• [Stored data entries]
---+---

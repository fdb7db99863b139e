//! Shared handle on one remote repository
//!
//! Bundles the remote store, the repository name, the local scratch
//! directory and the collaborators every service reports to.

use std::path::{Path, PathBuf};
use std::sync::Arc;

use tempfile::TempDir;
use tracing::debug;

use crate::archive::{read_and_decrypt, read_header, ArchiveHeader, Payload};
use crate::audit::{AuditSink, NullAudit, Operation, Status};
use crate::crypto::{Argon2Params, Password};
use crate::error::{BackupError, BackupResult};
use crate::events::{BackupEvent, EventBus};
use crate::ledger::{Ledger, LedgerEntry};
use crate::remote::RemoteStore;

/// A downloaded and decrypted archive
pub struct FetchedArchive {
    /// Local copy of the blob, inside the caller's scratch directory
    pub path: PathBuf,
    pub header: ArchiveHeader,
    pub payload: Payload,
}

/// One repository in a remote store plus local working state
pub struct BackupRepository {
    store: Arc<dyn RemoteStore>,
    repo: String,
    scratch_root: PathBuf,
    conflict_retries: u32,
    params: Argon2Params,
    audit: Arc<dyn AuditSink>,
    events: Arc<EventBus>,
}

impl BackupRepository {
    pub fn new(store: Arc<dyn RemoteStore>, repo: impl Into<String>, scratch_root: impl Into<PathBuf>) -> Self {
        Self {
            store,
            repo: repo.into(),
            scratch_root: scratch_root.into(),
            conflict_retries: 0,
            params: Argon2Params::default(),
            audit: Arc::new(NullAudit),
            events: Arc::new(EventBus::new()),
        }
    }

    pub fn with_conflict_retries(mut self, retries: u32) -> Self {
        self.conflict_retries = retries;
        self
    }

    /// Argon2id cost used for archives written through this handle
    pub fn with_argon2_params(mut self, params: Argon2Params) -> Self {
        self.params = params;
        self
    }

    pub fn with_audit(mut self, audit: Arc<dyn AuditSink>) -> Self {
        self.audit = audit;
        self
    }

    pub fn with_events(mut self, events: Arc<EventBus>) -> Self {
        self.events = events;
        self
    }

    pub fn store(&self) -> &dyn RemoteStore {
        self.store.as_ref()
    }

    pub fn repo(&self) -> &str {
        &self.repo
    }

    pub fn params(&self) -> &Argon2Params {
        &self.params
    }

    pub fn ledger(&self) -> Ledger<'_> {
        Ledger::new(self.store.as_ref(), self.repo.clone()).with_conflict_retries(self.conflict_retries)
    }

    /// Fresh scratch directory, removed when the guard drops
    pub fn scratch(&self) -> BackupResult<TempDir> {
        std::fs::create_dir_all(&self.scratch_root).map_err(|e| {
            BackupError::Io(format!(
                "Failed to create scratch directory {}: {}",
                self.scratch_root.display(),
                e
            ))
        })?;
        tempfile::Builder::new()
            .prefix("termbackup-")
            .tempdir_in(&self.scratch_root)
            .map_err(|e| BackupError::Io(format!("Failed to create scratch directory: {}", e)))
    }

    /// Download an entry's blob into `dir`
    pub fn download(&self, entry: &LedgerEntry, dir: &Path) -> BackupResult<PathBuf> {
        let path = dir.join(&entry.filename);
        self.store.download_blob(&self.repo, &entry.filename, &path)?;
        debug!(backup = entry.short_id(), file = %entry.filename, "Blob downloaded");
        Ok(path)
    }

    /// Download an entry's blob into `dir` and decrypt it
    pub fn fetch(&self, entry: &LedgerEntry, password: &Password, dir: &Path) -> BackupResult<FetchedArchive> {
        let path = self.download(entry, dir)?;
        let header = read_header(&path)?;
        let compressed = read_and_decrypt(&path, password, &header).map_err(|e| match e {
            BackupError::Authentication(_) => BackupError::Authentication(format!(
                "Wrong password or corrupted archive for backup {}",
                entry.short_id()
            )),
            other => other,
        })?;
        Ok(FetchedArchive {
            path,
            header,
            payload: Payload::new(compressed),
        })
    }

    pub fn audit(&self, operation: Operation, profile: &str, status: Status, details: serde_json::Value) {
        self.audit.record(operation, profile, status, details);
    }

    pub fn publish(&self, event: &BackupEvent) {
        self.events.publish(event);
    }

    pub fn events(&self) -> &EventBus {
        &self.events
    }
}

#[cfg(test)]
mod tests {
    use super::*;
    use crate::remote::LocalStore;

    #[test]
    fn test_scratch_is_removed_on_drop() {
        let dir = TempDir::new().unwrap();
        let store = Arc::new(LocalStore::new(dir.path().join("store")));
        let repo = BackupRepository::new(store, "alice/backups", dir.path().join("tmp"));

        let scratch = repo.scratch().unwrap();
        let path = scratch.path().to_path_buf();
        assert!(path.starts_with(dir.path().join("tmp")));
        std::fs::write(path.join("x.tbk"), b"x").unwrap();

        drop(scratch);
        assert!(!path.exists());
    }

    #[test]
    fn test_download_missing_blob_is_not_found() {
        let dir = TempDir::new().unwrap();
        let store = Arc::new(LocalStore::new(dir.path().join("store")));
        let repo = BackupRepository::new(store, "alice/backups", dir.path().join("tmp"));
        let entry = crate::ledger::model::fixtures::entry("abc", "2024-01-01T00:00:00+00:00");

        let scratch = repo.scratch().unwrap();
        assert!(repo.download(&entry, scratch.path()).unwrap_err().is_not_found());
    }
}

---+---

• [THE TASK]
Show all of the lines above in which "Failed" is present.

• [WRITTEN RESPONSE]
                "Failed to create scratch directory {}: {}",
            .map_err(|e| BackupError::Io(format!("Failed to create scratch directory: {}", e)))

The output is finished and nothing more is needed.